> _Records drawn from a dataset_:
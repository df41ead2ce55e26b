// src/core/services/health.rs
use serde::Serialize;
use std::sync::atomic::{AtomicU64, Ordering};

pub struct HealthService {
    start_time: i64,
    processed_requests: AtomicU64,
}

#[derive(Debug, Serialize)]
pub struct HealthMetrics {
    pub uptime_seconds: i64,
    pub processed_requests: u64,
}

impl HealthService {
    pub fn new() -> Self {
        Self {
            start_time: chrono::Utc::now().timestamp(),
            processed_requests: AtomicU64::new(0),
        }
    }

    pub fn record_request(&self) {
        self.processed_requests.fetch_add(1, Ordering::Relaxed);
    }

    pub fn get_metrics(&self) -> HealthMetrics {
        HealthMetrics {
            uptime_seconds: chrono::Utc::now().timestamp() - self.start_time,
            processed_requests: self.processed_requests.load(Ordering::Relaxed),
        }
    }
}

impl Default for HealthService {
    fn default() -> Self {
        Self::new()
    }
}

> _ACTIVITY_: Output the data above in full and exactly.

> _ANSWER FOR THIS EXERCISE_:
repository df41ead2ce55e26b
// src/core/services/health.rs
use serde::Serialize;
use std::sync::atomic::{AtomicU64, Ordering};

pub struct HealthService {
    start_time: i64,
    processed_requests: AtomicU64,
}

#[derive(Debug, Serialize)]
pub struct HealthMetrics {
    pub uptime_seconds: i64,
    pub processed_requests: u64,
}

impl HealthService {
    pub fn new() -> Self {
        Self {
            start_time: chrono::Utc::now().timestamp(),
            processed_requests: AtomicU64::new(0),
        }
    }

    pub fn record_request(&self) {
        self.processed_requests.fetch_add(1, Ordering::Relaxed);
    }

    pub fn get_metrics(&self) -> HealthMetrics {
        HealthMetrics {
            uptime_seconds: chrono::Utc::now().timestamp() - self.start_time,
            processed_requests: self.processed_requests.load(Ordering::Relaxed),
        }
    }
}

impl Default for HealthService {
    fn default() -> Self {
        Self::new()
    }
}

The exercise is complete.